**Provided information:**
⟨

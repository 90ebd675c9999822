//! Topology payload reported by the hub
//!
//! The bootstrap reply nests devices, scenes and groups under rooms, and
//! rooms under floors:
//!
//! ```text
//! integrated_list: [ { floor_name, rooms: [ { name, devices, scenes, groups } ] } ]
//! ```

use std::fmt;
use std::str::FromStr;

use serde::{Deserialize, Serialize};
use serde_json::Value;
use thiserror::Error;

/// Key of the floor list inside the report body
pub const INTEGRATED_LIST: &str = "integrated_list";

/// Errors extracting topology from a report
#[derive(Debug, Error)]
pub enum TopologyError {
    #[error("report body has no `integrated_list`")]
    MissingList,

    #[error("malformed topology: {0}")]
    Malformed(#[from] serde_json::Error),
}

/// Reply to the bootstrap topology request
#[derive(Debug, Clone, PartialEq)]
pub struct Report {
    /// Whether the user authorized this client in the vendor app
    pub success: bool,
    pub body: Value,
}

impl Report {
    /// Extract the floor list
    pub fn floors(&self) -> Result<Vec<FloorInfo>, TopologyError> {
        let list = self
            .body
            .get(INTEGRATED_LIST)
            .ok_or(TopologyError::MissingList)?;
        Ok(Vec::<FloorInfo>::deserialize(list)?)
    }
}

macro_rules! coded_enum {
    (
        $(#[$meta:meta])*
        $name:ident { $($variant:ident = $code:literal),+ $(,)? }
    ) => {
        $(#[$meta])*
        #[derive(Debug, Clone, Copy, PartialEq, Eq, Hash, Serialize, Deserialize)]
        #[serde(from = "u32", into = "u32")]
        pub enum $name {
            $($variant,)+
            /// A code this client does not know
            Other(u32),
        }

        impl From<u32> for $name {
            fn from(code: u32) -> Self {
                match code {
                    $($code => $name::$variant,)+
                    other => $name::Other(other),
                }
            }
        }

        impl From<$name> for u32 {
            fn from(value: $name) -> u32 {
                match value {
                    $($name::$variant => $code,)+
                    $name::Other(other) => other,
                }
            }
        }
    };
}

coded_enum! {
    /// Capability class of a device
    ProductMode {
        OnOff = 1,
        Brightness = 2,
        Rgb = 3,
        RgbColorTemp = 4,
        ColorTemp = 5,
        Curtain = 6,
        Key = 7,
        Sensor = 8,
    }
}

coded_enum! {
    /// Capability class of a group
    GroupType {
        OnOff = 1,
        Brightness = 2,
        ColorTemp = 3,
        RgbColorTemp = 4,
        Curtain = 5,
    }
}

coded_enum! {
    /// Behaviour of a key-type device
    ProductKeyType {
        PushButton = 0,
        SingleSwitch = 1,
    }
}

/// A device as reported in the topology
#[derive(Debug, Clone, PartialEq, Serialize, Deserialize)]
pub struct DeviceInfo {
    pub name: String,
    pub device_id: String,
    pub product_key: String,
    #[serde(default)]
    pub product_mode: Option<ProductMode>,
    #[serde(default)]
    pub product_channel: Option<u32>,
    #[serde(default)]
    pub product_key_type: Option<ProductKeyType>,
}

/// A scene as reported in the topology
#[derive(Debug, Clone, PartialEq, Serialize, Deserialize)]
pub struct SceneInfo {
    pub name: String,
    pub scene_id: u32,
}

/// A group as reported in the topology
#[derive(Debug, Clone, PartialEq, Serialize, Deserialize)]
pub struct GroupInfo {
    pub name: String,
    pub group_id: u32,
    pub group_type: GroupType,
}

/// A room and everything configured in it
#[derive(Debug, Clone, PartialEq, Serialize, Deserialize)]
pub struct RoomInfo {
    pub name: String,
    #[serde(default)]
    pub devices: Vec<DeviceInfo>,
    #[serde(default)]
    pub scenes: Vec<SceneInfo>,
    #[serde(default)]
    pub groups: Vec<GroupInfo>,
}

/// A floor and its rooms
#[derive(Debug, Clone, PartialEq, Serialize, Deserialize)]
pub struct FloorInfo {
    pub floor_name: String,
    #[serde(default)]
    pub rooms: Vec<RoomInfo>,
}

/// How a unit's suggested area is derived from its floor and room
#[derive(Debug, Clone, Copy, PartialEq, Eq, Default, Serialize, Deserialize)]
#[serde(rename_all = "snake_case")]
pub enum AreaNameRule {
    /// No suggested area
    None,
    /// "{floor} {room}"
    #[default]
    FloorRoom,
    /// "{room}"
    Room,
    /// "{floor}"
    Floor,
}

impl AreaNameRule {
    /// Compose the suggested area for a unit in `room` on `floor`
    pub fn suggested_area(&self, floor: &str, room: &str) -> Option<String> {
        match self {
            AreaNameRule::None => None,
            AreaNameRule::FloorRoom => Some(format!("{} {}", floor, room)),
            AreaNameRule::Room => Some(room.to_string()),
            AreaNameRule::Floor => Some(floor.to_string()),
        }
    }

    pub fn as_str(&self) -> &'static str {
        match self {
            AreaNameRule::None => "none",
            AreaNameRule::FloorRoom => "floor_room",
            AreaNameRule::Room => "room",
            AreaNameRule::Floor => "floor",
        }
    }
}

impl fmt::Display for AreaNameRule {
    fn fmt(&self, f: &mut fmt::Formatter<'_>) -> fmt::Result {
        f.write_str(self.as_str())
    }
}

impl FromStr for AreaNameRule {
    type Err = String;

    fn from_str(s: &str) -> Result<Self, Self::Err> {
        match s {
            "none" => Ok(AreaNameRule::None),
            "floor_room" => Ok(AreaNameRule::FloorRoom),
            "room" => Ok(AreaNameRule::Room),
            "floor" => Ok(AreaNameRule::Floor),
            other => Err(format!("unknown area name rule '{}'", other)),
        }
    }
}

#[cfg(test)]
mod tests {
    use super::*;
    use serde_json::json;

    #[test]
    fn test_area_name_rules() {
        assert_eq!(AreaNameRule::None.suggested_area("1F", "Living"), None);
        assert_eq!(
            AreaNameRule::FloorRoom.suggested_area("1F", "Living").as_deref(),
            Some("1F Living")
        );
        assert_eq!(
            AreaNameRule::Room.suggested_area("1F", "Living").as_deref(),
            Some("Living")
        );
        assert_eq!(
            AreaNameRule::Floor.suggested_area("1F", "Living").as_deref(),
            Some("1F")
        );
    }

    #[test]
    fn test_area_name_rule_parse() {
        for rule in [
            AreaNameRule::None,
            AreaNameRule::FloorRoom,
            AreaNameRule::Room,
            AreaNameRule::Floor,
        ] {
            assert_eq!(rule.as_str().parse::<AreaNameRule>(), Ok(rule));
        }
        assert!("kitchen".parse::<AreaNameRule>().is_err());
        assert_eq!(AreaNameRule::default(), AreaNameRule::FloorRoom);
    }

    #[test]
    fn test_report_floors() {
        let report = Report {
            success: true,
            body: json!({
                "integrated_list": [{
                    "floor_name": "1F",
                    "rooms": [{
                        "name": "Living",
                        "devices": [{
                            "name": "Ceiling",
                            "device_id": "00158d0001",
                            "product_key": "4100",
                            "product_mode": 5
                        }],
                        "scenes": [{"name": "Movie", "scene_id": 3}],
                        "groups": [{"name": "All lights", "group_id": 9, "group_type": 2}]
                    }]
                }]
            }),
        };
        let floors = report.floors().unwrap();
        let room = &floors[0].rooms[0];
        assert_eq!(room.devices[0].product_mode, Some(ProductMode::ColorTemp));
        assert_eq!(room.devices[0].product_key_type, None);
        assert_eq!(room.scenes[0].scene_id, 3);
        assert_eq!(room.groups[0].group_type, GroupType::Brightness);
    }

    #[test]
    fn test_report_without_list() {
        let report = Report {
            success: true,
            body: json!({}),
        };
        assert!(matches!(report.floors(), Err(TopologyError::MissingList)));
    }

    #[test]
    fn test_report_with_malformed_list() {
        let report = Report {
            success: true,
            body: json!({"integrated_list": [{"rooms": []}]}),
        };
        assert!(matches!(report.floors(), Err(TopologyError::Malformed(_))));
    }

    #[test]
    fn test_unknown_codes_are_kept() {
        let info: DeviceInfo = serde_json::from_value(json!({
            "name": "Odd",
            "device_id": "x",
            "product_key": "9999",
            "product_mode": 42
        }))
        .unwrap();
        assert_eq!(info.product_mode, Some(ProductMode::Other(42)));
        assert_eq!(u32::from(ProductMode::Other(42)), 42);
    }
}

⟩

**Task statement:**
For the lines above, output exactly those from the line containing "use thiserror::Error;" through the line containing "pub enum $name", and skip the others.

**Output:**
use thiserror::Error;

/// Key of the floor list inside the report body
pub const INTEGRATED_LIST: &str = "integrated_list";

/// Errors extracting topology from a report
#[derive(Debug, Error)]
pub enum TopologyError {
    #[error("report body has no `integrated_list`")]
    MissingList,

    #[error("malformed topology: {0}")]
    Malformed(#[from] serde_json::Error),
}

/// Reply to the bootstrap topology request
#[derive(Debug, Clone, PartialEq)]
pub struct Report {
    /// Whether the user authorized this client in the vendor app
    pub success: bool,
    pub body: Value,
}

impl Report {
    /// Extract the floor list
    pub fn floors(&self) -> Result<Vec<FloorInfo>, TopologyError> {
        let list = self
            .body
            .get(INTEGRATED_LIST)
            .ok_or(TopologyError::MissingList)?;
        Ok(Vec::<FloorInfo>::deserialize(list)?)
    }
}

macro_rules! coded_enum {
    (
        $(#[$meta:meta])*
        $name:ident { $($variant:ident = $code:literal),+ $(,)? }
    ) => {
        $(#[$meta])*
        #[derive(Debug, Clone, Copy, PartialEq, Eq, Hash, Serialize, Deserialize)]
        #[serde(from = "u32", into = "u32")]
        pub enum $name {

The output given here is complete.